[Start of section]

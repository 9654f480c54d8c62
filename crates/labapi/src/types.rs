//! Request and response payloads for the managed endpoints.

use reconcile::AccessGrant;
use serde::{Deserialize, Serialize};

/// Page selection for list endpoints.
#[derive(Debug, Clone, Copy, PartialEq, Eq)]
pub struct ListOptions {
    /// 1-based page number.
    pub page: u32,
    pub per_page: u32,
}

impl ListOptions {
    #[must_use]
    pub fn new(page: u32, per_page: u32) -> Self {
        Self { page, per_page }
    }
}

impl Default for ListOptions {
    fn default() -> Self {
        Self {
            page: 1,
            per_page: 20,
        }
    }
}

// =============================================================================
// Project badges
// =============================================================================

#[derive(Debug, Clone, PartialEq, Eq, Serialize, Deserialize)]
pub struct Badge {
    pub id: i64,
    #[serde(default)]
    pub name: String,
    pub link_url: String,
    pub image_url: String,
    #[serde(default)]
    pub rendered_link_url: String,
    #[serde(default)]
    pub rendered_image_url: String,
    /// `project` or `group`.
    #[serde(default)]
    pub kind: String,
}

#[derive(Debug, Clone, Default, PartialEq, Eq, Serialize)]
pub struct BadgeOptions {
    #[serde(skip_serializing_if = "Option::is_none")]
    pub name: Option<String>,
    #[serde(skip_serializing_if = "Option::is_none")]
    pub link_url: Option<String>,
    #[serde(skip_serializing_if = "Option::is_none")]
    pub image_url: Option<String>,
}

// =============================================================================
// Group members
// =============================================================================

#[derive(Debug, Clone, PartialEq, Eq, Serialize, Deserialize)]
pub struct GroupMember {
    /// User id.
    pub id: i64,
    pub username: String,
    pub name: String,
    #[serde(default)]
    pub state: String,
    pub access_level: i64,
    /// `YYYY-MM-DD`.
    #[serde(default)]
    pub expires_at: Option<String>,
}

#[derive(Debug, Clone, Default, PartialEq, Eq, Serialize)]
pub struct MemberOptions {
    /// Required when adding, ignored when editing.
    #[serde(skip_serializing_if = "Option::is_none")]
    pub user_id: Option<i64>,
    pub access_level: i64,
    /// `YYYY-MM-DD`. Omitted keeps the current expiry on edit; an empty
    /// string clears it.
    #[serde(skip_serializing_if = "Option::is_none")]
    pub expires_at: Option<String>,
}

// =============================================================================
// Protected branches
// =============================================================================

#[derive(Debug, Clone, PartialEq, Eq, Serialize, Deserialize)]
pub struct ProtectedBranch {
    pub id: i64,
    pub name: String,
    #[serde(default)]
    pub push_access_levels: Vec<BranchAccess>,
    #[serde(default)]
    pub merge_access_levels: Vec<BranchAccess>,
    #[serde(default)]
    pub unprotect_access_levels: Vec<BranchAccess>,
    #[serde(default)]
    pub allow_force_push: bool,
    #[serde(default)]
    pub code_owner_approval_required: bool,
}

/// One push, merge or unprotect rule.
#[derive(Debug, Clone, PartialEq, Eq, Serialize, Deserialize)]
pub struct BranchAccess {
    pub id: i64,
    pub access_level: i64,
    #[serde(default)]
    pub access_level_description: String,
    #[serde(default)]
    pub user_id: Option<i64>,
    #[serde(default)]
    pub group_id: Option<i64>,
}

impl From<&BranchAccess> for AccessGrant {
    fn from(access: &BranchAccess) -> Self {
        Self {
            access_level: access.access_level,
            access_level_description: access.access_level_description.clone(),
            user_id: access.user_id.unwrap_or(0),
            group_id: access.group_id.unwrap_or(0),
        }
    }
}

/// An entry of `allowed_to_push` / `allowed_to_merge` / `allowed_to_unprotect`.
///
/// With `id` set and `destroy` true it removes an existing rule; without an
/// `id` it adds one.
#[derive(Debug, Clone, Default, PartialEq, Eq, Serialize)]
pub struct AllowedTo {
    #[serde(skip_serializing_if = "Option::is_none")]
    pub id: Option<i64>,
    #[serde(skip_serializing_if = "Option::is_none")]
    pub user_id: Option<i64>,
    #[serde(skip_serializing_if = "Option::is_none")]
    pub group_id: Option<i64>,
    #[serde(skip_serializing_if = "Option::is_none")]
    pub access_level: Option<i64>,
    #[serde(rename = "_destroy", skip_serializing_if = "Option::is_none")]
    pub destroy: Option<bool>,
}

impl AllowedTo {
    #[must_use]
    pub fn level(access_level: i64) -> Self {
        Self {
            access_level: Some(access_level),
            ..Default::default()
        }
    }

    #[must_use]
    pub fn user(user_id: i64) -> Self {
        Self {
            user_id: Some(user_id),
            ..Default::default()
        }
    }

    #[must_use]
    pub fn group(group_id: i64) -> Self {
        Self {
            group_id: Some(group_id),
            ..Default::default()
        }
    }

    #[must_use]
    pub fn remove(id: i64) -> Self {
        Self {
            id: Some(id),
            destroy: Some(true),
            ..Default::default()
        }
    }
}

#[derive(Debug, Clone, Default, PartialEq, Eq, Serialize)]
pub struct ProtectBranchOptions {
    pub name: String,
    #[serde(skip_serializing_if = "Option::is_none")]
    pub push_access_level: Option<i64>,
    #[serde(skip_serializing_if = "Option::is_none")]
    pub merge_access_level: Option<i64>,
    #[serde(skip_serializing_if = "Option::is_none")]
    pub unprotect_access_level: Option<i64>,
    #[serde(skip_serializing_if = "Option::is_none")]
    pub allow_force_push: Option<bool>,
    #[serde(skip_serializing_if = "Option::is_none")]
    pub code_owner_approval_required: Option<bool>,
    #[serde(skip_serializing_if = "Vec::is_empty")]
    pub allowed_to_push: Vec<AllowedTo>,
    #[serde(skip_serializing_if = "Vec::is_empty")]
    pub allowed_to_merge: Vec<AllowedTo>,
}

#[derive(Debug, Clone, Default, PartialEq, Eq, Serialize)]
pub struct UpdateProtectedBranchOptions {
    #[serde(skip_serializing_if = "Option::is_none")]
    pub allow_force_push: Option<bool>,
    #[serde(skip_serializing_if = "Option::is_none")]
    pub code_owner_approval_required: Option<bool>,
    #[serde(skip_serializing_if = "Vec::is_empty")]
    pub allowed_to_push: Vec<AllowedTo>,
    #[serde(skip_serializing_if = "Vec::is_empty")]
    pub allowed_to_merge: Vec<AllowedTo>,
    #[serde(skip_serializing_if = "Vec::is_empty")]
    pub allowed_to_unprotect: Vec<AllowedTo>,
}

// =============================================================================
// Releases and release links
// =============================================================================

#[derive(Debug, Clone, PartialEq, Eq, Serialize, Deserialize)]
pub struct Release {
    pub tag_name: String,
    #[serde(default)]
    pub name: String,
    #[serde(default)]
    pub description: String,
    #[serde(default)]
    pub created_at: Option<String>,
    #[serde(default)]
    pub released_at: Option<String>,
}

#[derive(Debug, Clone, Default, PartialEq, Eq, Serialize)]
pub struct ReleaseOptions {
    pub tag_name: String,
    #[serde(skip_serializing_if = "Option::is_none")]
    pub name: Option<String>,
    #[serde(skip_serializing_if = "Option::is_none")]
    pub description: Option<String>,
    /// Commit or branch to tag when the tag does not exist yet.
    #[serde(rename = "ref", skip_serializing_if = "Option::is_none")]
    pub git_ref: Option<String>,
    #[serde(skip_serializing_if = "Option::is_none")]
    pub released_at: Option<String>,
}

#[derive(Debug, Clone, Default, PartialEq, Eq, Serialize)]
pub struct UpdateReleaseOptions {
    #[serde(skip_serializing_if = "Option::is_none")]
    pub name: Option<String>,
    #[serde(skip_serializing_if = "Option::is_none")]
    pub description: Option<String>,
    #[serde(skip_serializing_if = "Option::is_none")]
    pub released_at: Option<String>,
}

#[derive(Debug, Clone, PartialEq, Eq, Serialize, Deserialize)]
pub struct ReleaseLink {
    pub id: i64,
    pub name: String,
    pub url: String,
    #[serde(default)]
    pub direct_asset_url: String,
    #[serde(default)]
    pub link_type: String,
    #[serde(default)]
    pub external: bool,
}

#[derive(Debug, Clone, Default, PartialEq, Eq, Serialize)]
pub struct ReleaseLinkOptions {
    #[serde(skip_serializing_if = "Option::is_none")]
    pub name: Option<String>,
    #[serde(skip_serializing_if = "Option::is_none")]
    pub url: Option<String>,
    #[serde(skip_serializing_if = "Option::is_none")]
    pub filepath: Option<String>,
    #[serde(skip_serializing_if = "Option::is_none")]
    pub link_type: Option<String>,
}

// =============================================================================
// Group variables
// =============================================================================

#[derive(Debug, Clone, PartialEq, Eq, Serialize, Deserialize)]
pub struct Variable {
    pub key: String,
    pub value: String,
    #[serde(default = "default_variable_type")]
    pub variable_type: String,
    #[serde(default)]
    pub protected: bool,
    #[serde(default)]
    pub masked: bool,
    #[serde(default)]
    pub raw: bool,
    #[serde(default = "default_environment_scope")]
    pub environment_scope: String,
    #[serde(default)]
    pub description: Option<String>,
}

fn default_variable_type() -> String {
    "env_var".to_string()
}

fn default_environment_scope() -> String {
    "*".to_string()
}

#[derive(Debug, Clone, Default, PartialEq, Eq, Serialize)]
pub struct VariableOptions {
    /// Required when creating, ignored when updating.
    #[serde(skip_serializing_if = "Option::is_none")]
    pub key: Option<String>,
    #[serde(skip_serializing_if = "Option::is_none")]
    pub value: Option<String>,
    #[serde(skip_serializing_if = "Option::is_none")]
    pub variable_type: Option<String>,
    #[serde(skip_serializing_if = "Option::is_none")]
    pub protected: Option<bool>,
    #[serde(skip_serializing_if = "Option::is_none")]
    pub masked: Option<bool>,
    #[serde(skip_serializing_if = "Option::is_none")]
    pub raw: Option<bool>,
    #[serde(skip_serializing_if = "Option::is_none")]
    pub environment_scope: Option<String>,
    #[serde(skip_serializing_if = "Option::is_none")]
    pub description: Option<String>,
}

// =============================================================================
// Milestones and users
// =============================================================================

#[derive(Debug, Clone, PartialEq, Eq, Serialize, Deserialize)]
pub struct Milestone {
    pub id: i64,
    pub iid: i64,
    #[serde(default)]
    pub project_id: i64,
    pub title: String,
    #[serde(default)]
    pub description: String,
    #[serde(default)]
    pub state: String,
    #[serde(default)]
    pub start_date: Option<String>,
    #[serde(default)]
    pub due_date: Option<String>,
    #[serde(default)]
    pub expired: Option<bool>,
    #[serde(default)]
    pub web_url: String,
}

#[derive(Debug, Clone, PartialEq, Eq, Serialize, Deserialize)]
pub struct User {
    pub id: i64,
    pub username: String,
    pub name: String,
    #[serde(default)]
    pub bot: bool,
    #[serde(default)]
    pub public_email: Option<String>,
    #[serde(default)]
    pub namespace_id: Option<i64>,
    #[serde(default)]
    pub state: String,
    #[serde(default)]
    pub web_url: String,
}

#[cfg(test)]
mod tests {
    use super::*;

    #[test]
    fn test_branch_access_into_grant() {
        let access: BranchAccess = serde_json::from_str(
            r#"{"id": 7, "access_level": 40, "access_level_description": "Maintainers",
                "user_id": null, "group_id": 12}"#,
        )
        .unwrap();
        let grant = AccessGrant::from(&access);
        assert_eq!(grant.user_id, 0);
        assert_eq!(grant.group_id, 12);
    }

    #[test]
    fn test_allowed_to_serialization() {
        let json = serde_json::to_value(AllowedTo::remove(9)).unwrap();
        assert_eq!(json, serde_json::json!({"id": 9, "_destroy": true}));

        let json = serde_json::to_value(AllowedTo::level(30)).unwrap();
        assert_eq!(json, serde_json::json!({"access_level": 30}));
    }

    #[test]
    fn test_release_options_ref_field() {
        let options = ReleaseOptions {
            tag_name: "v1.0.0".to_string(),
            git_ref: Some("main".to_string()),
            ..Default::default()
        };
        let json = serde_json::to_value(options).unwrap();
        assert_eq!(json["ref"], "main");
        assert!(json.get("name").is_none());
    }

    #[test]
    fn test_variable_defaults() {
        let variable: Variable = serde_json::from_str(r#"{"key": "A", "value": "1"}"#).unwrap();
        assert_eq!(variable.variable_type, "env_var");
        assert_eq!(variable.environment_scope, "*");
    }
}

[End of section]

Select the lines in this material that hold the word "masked", leaving none out.

    pub masked: bool,
    pub masked: Option<bool>,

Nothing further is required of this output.